#### EXERCISE DESCRIPTION:
Begin at the line below that has "let stats = responder.run(rx, shutdown_rx).await;" and stop after the line that has "assert_eq!(sent.len(), 1);". Please restate only those lines, word for word.

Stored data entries
>>>>>

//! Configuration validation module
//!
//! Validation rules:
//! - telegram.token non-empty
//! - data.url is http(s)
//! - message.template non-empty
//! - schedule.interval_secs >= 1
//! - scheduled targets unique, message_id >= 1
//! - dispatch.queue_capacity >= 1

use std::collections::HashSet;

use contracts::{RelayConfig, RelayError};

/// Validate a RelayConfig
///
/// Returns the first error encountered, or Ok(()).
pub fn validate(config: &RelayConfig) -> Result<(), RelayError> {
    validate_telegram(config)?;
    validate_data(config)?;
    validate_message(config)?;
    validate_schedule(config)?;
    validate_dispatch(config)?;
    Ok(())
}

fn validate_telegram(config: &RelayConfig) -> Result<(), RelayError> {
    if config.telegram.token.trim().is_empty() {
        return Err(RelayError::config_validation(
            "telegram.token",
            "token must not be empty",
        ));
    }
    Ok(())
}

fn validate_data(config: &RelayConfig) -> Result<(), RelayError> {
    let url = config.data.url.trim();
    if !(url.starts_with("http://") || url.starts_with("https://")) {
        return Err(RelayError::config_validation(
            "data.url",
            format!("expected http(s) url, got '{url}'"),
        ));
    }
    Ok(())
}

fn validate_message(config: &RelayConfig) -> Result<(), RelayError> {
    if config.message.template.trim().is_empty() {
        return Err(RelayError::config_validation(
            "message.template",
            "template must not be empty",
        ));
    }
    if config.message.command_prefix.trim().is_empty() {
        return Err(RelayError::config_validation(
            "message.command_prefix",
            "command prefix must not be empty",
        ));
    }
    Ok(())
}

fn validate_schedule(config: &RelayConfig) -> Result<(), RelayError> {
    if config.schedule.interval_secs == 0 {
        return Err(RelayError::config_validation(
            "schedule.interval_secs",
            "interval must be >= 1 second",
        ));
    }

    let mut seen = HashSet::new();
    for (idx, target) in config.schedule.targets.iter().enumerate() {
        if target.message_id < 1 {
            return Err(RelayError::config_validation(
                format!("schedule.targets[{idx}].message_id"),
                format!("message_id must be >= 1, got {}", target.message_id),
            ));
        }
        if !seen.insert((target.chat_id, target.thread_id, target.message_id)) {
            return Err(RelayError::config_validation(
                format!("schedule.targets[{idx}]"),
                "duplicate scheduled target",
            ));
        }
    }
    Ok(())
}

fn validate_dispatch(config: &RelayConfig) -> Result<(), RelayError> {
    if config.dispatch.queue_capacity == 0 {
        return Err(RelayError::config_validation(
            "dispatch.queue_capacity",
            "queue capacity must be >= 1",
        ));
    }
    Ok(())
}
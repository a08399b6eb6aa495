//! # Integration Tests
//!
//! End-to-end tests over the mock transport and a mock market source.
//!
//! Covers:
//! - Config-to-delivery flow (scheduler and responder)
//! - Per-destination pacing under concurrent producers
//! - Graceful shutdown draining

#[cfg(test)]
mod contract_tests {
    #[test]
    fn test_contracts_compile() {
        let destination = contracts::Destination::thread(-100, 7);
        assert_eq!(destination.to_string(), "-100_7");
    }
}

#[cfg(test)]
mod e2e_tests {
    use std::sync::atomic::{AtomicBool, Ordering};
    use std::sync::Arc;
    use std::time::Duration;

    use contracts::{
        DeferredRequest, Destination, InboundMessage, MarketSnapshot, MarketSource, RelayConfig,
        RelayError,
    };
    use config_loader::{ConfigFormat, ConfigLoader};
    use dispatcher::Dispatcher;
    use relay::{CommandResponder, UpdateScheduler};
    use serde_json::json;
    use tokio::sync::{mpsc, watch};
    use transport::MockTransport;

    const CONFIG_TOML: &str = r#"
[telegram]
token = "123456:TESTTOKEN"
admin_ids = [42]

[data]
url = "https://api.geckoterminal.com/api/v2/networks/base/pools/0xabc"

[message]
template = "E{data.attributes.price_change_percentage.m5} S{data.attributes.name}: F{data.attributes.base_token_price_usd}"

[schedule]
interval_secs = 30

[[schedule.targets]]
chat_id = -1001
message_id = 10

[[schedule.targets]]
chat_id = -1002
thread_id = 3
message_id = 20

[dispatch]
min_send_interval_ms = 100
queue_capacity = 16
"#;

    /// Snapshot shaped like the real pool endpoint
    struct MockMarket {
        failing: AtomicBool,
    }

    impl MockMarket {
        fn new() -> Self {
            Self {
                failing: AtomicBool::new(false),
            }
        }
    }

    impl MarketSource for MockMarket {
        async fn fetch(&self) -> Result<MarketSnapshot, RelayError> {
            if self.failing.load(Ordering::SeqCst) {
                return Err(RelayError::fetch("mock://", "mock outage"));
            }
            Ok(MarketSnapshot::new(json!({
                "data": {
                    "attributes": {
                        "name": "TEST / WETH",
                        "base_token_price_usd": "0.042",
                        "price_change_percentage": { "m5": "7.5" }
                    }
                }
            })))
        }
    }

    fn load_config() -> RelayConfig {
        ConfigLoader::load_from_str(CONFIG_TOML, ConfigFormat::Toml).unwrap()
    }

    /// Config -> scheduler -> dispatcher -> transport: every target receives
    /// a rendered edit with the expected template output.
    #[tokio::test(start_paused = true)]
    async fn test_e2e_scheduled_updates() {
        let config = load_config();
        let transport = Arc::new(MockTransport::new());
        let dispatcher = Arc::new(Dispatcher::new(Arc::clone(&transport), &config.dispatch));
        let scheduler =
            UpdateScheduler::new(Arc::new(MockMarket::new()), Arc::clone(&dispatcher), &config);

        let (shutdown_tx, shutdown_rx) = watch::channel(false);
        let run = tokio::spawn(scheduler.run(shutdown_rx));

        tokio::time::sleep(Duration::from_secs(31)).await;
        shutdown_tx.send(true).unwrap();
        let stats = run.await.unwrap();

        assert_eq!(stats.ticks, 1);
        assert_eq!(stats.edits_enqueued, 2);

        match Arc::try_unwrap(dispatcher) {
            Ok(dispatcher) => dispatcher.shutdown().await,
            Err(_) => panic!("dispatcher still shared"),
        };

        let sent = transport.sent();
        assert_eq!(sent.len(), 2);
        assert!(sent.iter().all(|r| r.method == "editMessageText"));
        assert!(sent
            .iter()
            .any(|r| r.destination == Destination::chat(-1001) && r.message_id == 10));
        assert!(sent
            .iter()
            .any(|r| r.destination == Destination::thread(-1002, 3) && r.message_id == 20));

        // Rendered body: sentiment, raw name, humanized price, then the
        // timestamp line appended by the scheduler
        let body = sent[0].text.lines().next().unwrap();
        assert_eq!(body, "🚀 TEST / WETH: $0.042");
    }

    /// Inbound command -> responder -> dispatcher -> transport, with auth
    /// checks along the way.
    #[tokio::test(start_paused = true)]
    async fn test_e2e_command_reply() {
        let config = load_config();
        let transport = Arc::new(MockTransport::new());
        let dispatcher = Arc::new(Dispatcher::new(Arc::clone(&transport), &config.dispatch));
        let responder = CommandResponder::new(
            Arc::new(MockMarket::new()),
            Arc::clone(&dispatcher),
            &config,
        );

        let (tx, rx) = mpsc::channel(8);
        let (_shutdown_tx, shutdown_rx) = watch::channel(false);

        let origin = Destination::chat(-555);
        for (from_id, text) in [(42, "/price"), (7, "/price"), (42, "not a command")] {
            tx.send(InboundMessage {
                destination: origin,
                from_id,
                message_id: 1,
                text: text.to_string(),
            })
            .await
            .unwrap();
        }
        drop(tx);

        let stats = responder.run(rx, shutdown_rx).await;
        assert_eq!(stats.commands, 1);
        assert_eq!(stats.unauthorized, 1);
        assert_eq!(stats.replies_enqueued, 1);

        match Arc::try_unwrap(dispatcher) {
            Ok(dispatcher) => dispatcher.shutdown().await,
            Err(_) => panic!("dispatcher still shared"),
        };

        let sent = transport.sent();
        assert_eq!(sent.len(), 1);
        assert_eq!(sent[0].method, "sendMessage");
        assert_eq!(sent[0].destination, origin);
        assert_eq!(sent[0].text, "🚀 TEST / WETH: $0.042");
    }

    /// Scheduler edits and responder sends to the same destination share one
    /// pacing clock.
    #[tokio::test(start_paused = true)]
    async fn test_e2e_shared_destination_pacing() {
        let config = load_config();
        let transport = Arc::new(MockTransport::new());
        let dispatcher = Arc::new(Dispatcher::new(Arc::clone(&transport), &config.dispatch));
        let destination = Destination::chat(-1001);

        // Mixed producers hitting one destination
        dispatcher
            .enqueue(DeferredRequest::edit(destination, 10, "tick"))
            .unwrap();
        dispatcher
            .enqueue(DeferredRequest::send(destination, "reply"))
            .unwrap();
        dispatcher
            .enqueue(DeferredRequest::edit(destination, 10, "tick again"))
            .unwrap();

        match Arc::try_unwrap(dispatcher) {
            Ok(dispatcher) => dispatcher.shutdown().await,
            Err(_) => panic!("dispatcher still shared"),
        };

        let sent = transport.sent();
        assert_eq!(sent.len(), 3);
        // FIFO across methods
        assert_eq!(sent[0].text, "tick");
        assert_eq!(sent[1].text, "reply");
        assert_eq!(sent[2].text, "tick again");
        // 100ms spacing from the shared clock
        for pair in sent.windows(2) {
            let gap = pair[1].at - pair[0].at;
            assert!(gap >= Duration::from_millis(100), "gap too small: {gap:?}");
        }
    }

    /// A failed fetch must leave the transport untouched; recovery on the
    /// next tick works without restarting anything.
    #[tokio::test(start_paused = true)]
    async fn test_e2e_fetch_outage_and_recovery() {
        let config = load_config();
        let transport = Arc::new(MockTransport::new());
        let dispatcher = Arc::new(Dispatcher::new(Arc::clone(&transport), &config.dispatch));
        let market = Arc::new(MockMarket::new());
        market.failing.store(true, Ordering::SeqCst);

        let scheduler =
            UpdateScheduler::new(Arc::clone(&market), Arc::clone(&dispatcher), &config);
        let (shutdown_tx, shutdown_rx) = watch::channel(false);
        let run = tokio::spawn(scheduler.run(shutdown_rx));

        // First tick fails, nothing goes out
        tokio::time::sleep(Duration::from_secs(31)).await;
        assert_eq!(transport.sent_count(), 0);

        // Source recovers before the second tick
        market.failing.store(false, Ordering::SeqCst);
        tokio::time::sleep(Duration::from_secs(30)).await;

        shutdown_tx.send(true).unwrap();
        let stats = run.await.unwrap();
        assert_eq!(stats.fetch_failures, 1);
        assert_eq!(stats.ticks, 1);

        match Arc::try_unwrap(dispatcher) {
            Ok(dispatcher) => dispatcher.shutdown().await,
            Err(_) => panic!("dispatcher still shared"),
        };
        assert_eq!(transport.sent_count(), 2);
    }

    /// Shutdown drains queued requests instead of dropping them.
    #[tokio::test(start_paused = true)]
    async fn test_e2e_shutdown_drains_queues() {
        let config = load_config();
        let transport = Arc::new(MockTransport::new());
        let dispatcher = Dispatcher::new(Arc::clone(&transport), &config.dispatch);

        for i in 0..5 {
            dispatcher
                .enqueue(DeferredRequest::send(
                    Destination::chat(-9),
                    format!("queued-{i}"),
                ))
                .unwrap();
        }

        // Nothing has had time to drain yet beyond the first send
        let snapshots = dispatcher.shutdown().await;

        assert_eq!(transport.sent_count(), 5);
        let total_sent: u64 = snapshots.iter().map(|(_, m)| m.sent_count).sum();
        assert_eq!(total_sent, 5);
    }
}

<<<<<

#### OUTPUT OF THE EXERCISE:
        let stats = responder.run(rx, shutdown_rx).await;
        assert_eq!(stats.commands, 1);
        assert_eq!(stats.unauthorized, 1);
        assert_eq!(stats.replies_enqueued, 1);

        match Arc::try_unwrap(dispatcher) {
            Ok(dispatcher) => dispatcher.shutdown().await,
            Err(_) => panic!("dispatcher still shared"),
        };

        let sent = transport.sent();
        assert_eq!(sent.len(), 1);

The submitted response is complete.